Wednesday, October 19, 2016

Fun with Homework: "Paper Airplane" Method #MTBOS

This was inspired by a 'snowball' activity I have done previous years. I had assigned 5 short integer expressions for students to evaluate using either counters or number line method. Normally with homework I post the answers and students check their responses and we discuss any misconceptions. I don't have a lot of time with my 1st period class for a variety of reasons that are out of my control. I wanted a way to engage the students quickly and get them talking about the problems. So I put each one of the expressions on an index card.

The expressions were:
1) -10 + (-5) + 3
2) -12 + (-6)
3) 20 + (-20) + 10
4) 8 + 3 + (-1)
5) 9 + (-8) + (-1)

 Yes, these are simple expressions but the purpose was to have them justify their answers using visual models and to understand how positive and negative numbers are combined. I also wanted them to use the vocabulary: zero pairs, combine, opposites, and additive inverse.

Once I put the expressions on index cards, the next step was how to effectively 'hand out' the cards:
a) Did I want to do it by asking for volunteers?
b) Did I want to use a systematic method - every sixth person that enters class gets a card?
c) Create a unique method for delivering the cards so students weren't aware of what was going on?

a) Asking for volunteers always gives me the same four to five people and is not an effective way to assess my students. I wanted to get students off guard. I didn't care if they had done the homework or not but I wanted to see if they understood the concepts.

 b) Systematic method would be nice if my students showed up at the same time. However, that's been another issue in the morning is not all homeroom release their students at the same time because not everyone gets released from morning formation at the same time.

 c) The above two questions led me to thinking about the 'snowball' activity. Instead of having the students write down an expression and throw it, I would create paper airplanes with the index cards. I would throw the paper airplanes towards the middle of the classroom and who ever picks it up has to come to the board and explain it. Sounded great! So how did it go....

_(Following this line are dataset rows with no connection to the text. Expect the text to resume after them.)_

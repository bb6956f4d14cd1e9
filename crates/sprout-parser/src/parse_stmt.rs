//! Statement parsing — one function per grammar alternative.

use crate::parser::Parser;
use sprout_lexer::token::TokenKind;
use sprout_types::ast::*;
use std::rc::Rc;

impl<'src> Parser<'src> {
    /// Parse a single statement.
    pub(crate) fn parse_statement(&mut self) -> sprout_types::Result<Stmt> {
        match self.peek_kind() {
            TokenKind::Let => self.parse_let_stmt(),
            TokenKind::Show => self.parse_show_stmt(),
            TokenKind::Ask => self.parse_ask_stmt(),
            TokenKind::If => self.parse_if_stmt(),
            TokenKind::Repeat => self.parse_repeat_stmt(),
            TokenKind::While => self.parse_while_stmt(),
            TokenKind::Function => self.parse_func_decl(),
            TokenKind::Return => self.parse_return_stmt(),
            TokenKind::LBrace => Ok(Stmt::Block(self.parse_block()?)),
            // `x = expr` reassignment needs one token of lookahead to
            // distinguish it from an expression starting with `x`.
            TokenKind::Identifier(_) if self.look_ahead(1) == &TokenKind::Eq => {
                self.parse_assign_stmt()
            }
            // Anything else is a bare expression statement.
            _ => {
                let expression = self.parse_expression()?;
                let span = expression.span();
                Ok(Stmt::Expr(ExprStmt { expression, span }))
            }
        }
    }

    /// `{ statements... }`
    pub(crate) fn parse_block(&mut self) -> sprout_types::Result<Block> {
        let start = self.current_span();
        self.expect(&TokenKind::LBrace)?;
        let mut body = Vec::new();
        while !self.check(&TokenKind::RBrace) {
            if self.at_end() {
                return Err(self.error_with_suggestion(
                    "expected '}', got end of input",
                    "Close the block with }",
                ));
            }
            body.push(self.parse_statement()?);
        }
        self.expect(&TokenKind::RBrace)?;
        let span = start.merge(self.previous_span());
        Ok(Block { body, span })
    }

    /// `let name (: type)? = expr`
    fn parse_let_stmt(&mut self) -> sprout_types::Result<Stmt> {
        let start = self.current_span();
        self.advance(); // eat `let`
        let name = self.expect_identifier()?;
        if self.eat(&TokenKind::Colon) {
            self.expect_type_name()?;
        }
        self.expect(&TokenKind::Eq)?;
        let value = self.parse_expression()?;
        let span = start.merge(self.previous_span());
        Ok(Stmt::Let(LetStmt { name, value, span }))
    }

    /// `name = expr` — reassignment of an existing binding.
    fn parse_assign_stmt(&mut self) -> sprout_types::Result<Stmt> {
        let name = self.expect_identifier()?;
        self.expect(&TokenKind::Eq)?;
        let value = self.parse_expression()?;
        let span = name.span.merge(self.previous_span());
        Ok(Stmt::Assign(AssignStmt { name, value, span }))
    }

    /// `show expr`
    fn parse_show_stmt(&mut self) -> sprout_types::Result<Stmt> {
        let start = self.current_span();
        self.advance(); // eat `show`
        let expression = self.parse_expression()?;
        let span = start.merge(self.previous_span());
        Ok(Stmt::Show(ShowStmt { expression, span }))
    }

    /// `ask "prompt" into name`
    ///
    /// Sugar: lowers to `name = ask("prompt")`, so the interception of the
    /// reserved `ask` callee and the assignment search both apply.
    fn parse_ask_stmt(&mut self) -> sprout_types::Result<Stmt> {
        let start = self.current_span();
        let ask_span = self.advance().span; // eat `ask`
        let prompt = match self.peek_kind().clone() {
            TokenKind::Str(text) => {
                let span = self.advance().span;
                let raw = self.raw_text(span);
                Literal {
                    value: LiteralValue::Str(text),
                    raw,
                    span,
                }
            }
            _ => {
                return Err(self.error_with_suggestion(
                    format!("expected a prompt string, got '{}'", self.peek_kind()),
                    "Write the question in quotes: ask \"How many?\" into count",
                ));
            }
        };
        self.expect(&TokenKind::Into)?;
        let name = self.expect_identifier()?;
        let span = start.merge(self.previous_span());
        let call = Expr::Call(CallExpr {
            callee: Box::new(Expr::Identifier(Identifier::new("ask", ask_span))),
            arguments: vec![Expr::Literal(prompt)],
            span,
        });
        Ok(Stmt::Assign(AssignStmt {
            name,
            value: call,
            span,
        }))
    }

    /// `if cond { ... } (else { ... })?`
    fn parse_if_stmt(&mut self) -> sprout_types::Result<Stmt> {
        let start = self.current_span();
        self.advance(); // eat `if`
        let condition = self.parse_expression()?;
        let then_block = self.parse_block()?;
        let else_block = if self.eat(&TokenKind::Else) {
            Some(self.parse_block()?)
        } else {
            None
        };
        let span = start.merge(self.previous_span());
        Ok(Stmt::If(IfStmt {
            condition,
            then_block,
            else_block,
            span,
        }))
    }

    /// `repeat count times { ... }`
    fn parse_repeat_stmt(&mut self) -> sprout_types::Result<Stmt> {
        let start = self.current_span();
        self.advance(); // eat `repeat`
        let count = self.parse_expression()?;
        if !self.eat(&TokenKind::Times) {
            return Err(self.error_with_suggestion(
                format!("expected 'times', got '{}'", self.peek_kind()),
                "Write the loop as: repeat 3 times { ... }",
            ));
        }
        let body = self.parse_block()?;
        let span = start.merge(self.previous_span());
        Ok(Stmt::Repeat(RepeatStmt { count, body, span }))
    }

    /// `while cond { ... }`
    fn parse_while_stmt(&mut self) -> sprout_types::Result<Stmt> {
        let start = self.current_span();
        self.advance(); // eat `while`
        let condition = self.parse_expression()?;
        let body = self.parse_block()?;
        let span = start.merge(self.previous_span());
        Ok(Stmt::While(WhileStmt {
            condition,
            body,
            span,
        }))
    }

    /// `function name(params) (: type)? { ... }`
    fn parse_func_decl(&mut self) -> sprout_types::Result<Stmt> {
        let start = self.current_span();
        self.advance(); // eat `function`
        let name = self.expect_identifier()?;
        self.expect(&TokenKind::LParen)?;
        let mut params = Vec::new();
        if !self.check(&TokenKind::RParen) {
            loop {
                let param = self.expect_identifier()?;
                if self.eat(&TokenKind::Colon) {
                    self.expect_type_name()?;
                }
                params.push(param);
                if !self.eat(&TokenKind::Comma) {
                    break;
                }
            }
        }
        self.expect(&TokenKind::RParen)?;
        if self.eat(&TokenKind::Colon) {
            self.expect_type_name()?;
        }
        let body = self.parse_block()?;
        let span = start.merge(self.previous_span());
        Ok(Stmt::Func(FuncDecl {
            name,
            params,
            body: Rc::new(body),
            span,
        }))
    }

    /// `return expr?`
    fn parse_return_stmt(&mut self) -> sprout_types::Result<Stmt> {
        let start = self.current_span();
        self.advance(); // eat `return`
        let argument = if self.starts_expression() {
            Some(self.parse_expression()?)
        } else {
            None
        };
        let span = start.merge(self.previous_span());
        Ok(Stmt::Return(ReturnStmt { argument, span }))
    }

    /// Can the current token begin an expression? Used to decide whether
    /// `return` carries an argument.
    fn starts_expression(&self) -> bool {
        matches!(
            self.peek_kind(),
            TokenKind::Number(_)
                | TokenKind::Str(_)
                | TokenKind::True
                | TokenKind::False
                | TokenKind::Identifier(_)
                | TokenKind::LParen
                | TokenKind::LBracket
                | TokenKind::LBrace
                | TokenKind::Not
                | TokenKind::Minus
        )
    }
}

1) The students were caught off guard. I didn't tell them what was on the cards in advance. Out of the five students that picked them up, two of them had not done the homework and are not active participants in daily discussion. This gave me an opportunity to assess their understanding. I allowed other students to come up and present a different visual aid if they wanted. The students got into it and I didn't have to say much.
2) A great way to begin looking at the mathematical 'rules' for adding integers. A few students were not into the visual aids and were able to explain to the group about when you add a negative and a positive that's really just subtraction and the sign for the sum will be determined by the whichever addend has the higher absolute value.
 3) As students were leaving class, a few came up to me and said they had enjoyed the class for the first time all year. They want to do more activities like this. :)

1) My paper airplane skills are not great. Need to work on that - the airplanes didn't fly as far as I wanted.
2) One student refused to come to the board to work out his problem. He handed it off the card and his homework paper to another student to present to the class. I was okay with this - I was the shy kid in math class when I was in middle school and I understand why some students don't like to get up in front of others. However, a few very vocal students did not like it and thought it wasn't fair. So that issue needs to be address before we do another activity of this type.

NEXT UP: Today we will be reading a few pages from Alex Bellos's "The Grapes of Math" (pages 169 - 175; Chapter 7: The Positive Power of Negative Thinking). Will be using the Jigsaw collaboration method. Each group will read a couple paragraphs, summarize, then read/present to class. I'm going to try to get some pics to post for this one.